> **Exercise**: Could you return the listing below exactly, with every line intact?

-*-*-

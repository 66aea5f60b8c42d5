use serde::{Deserialize, Serialize};
use std::fmt;
use std::net::IpAddr;
use std::str::FromStr;

use super::errors::ConfigError;

/// How a domain pattern is compared against a queried name.
#[derive(Debug, Clone, Copy, PartialEq, Eq, Hash, Default, Deserialize, Serialize)]
#[serde(rename_all = "lowercase")]
pub enum DomainMatchType {
    /// Exact name only.
    #[default]
    Full,
    /// The name itself and every subdomain of it.
    Domain,
    /// Substring anywhere in the name.
    Keyword,
    /// Regular expression over the whole name.
    Regexp,
}

impl DomainMatchType {
    pub fn as_str(&self) -> &'static str {
        match self {
            Self::Full => "full",
            Self::Domain => "domain",
            Self::Keyword => "keyword",
            Self::Regexp => "regexp",
        }
    }
}

/// A match type paired with its pattern text.
///
/// Textual form is `type:value` (`full:a.com`, `domain:a.com`, `keyword:ads`,
/// `regexp:^cdn[0-9]+\.`). A value without prefix is a `domain:` pattern.
#[derive(Debug, Clone, PartialEq, Eq, Hash)]
pub struct DomainPattern {
    pub match_type: DomainMatchType,
    pub value: String,
}

impl DomainPattern {
    pub fn new(match_type: DomainMatchType, value: impl Into<String>) -> Self {
        let value = value.into();
        let value = match match_type {
            DomainMatchType::Regexp => value,
            _ => normalize_domain(&value),
        };
        Self { match_type, value }
    }
}

impl FromStr for DomainPattern {
    type Err = ConfigError;

    fn from_str(s: &str) -> Result<Self, Self::Err> {
        let s = s.trim();
        let (match_type, value) = match s.split_once(':') {
            Some(("full", rest)) => (DomainMatchType::Full, rest),
            Some(("domain", rest)) => (DomainMatchType::Domain, rest),
            Some(("keyword", rest)) => (DomainMatchType::Keyword, rest),
            Some(("regexp", rest)) => (DomainMatchType::Regexp, rest),
            _ => (DomainMatchType::Domain, s),
        };

        if value.is_empty() {
            return Err(ConfigError::InvalidDomainPattern(s.to_string()));
        }

        Ok(Self::new(match_type, value))
    }
}

impl fmt::Display for DomainPattern {
    fn fmt(&self, f: &mut fmt::Formatter<'_>) -> fmt::Result {
        write!(f, "{}:{}", self.match_type.as_str(), self.value)
    }
}

/// Static host entry: every name matching the pattern resolves to `ips`.
#[derive(Debug, Clone, Deserialize, Serialize)]
pub struct StaticHostConfig {
    #[serde(rename = "type", default)]
    pub match_type: DomainMatchType,

    pub domain: String,

    pub ips: Vec<IpAddr>,
}

impl StaticHostConfig {
    pub fn pattern(&self) -> DomainPattern {
        DomainPattern::new(self.match_type, &self.domain)
    }
}

/// Lowercase and strip the trailing root dot.
pub fn normalize_domain(domain: &str) -> String {
    domain.trim().trim_end_matches('.').to_ascii_lowercase()
}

-*-*-

> **Task result**:
repository 66aea5f60b8c42d5
use serde::{Deserialize, Serialize};
use std::fmt;
use std::net::IpAddr;
use std::str::FromStr;

use super::errors::ConfigError;

/// How a domain pattern is compared against a queried name.
#[derive(Debug, Clone, Copy, PartialEq, Eq, Hash, Default, Deserialize, Serialize)]
#[serde(rename_all = "lowercase")]
pub enum DomainMatchType {
    /// Exact name only.
    #[default]
    Full,
    /// The name itself and every subdomain of it.
    Domain,
    /// Substring anywhere in the name.
    Keyword,
    /// Regular expression over the whole name.
    Regexp,
}

impl DomainMatchType {
    pub fn as_str(&self) -> &'static str {
        match self {
            Self::Full => "full",
            Self::Domain => "domain",
            Self::Keyword => "keyword",
            Self::Regexp => "regexp",
        }
    }
}

/// A match type paired with its pattern text.
///
/// Textual form is `type:value` (`full:a.com`, `domain:a.com`, `keyword:ads`,
/// `regexp:^cdn[0-9]+\.`). A value without prefix is a `domain:` pattern.
#[derive(Debug, Clone, PartialEq, Eq, Hash)]
pub struct DomainPattern {
    pub match_type: DomainMatchType,
    pub value: String,
}

impl DomainPattern {
    pub fn new(match_type: DomainMatchType, value: impl Into<String>) -> Self {
        let value = value.into();
        let value = match match_type {
            DomainMatchType::Regexp => value,
            _ => normalize_domain(&value),
        };
        Self { match_type, value }
    }
}

impl FromStr for DomainPattern {
    type Err = ConfigError;

    fn from_str(s: &str) -> Result<Self, Self::Err> {
        let s = s.trim();
        let (match_type, value) = match s.split_once(':') {
            Some(("full", rest)) => (DomainMatchType::Full, rest),
            Some(("domain", rest)) => (DomainMatchType::Domain, rest),
            Some(("keyword", rest)) => (DomainMatchType::Keyword, rest),
            Some(("regexp", rest)) => (DomainMatchType::Regexp, rest),
            _ => (DomainMatchType::Domain, s),
        };

        if value.is_empty() {
            return Err(ConfigError::InvalidDomainPattern(s.to_string()));
        }

        Ok(Self::new(match_type, value))
    }
}

impl fmt::Display for DomainPattern {
    fn fmt(&self, f: &mut fmt::Formatter<'_>) -> fmt::Result {
        write!(f, "{}:{}", self.match_type.as_str(), self.value)
    }
}

/// Static host entry: every name matching the pattern resolves to `ips`.
#[derive(Debug, Clone, Deserialize, Serialize)]
pub struct StaticHostConfig {
    #[serde(rename = "type", default)]
    pub match_type: DomainMatchType,

    pub domain: String,

    pub ips: Vec<IpAddr>,
}

impl StaticHostConfig {
    pub fn pattern(&self) -> DomainPattern {
        DomainPattern::new(self.match_type, &self.domain)
    }
}

/// Lowercase and strip the trailing root dot.
pub fn normalize_domain(domain: &str) -> String {
    domain.trim().trim_end_matches('.').to_ascii_lowercase()
}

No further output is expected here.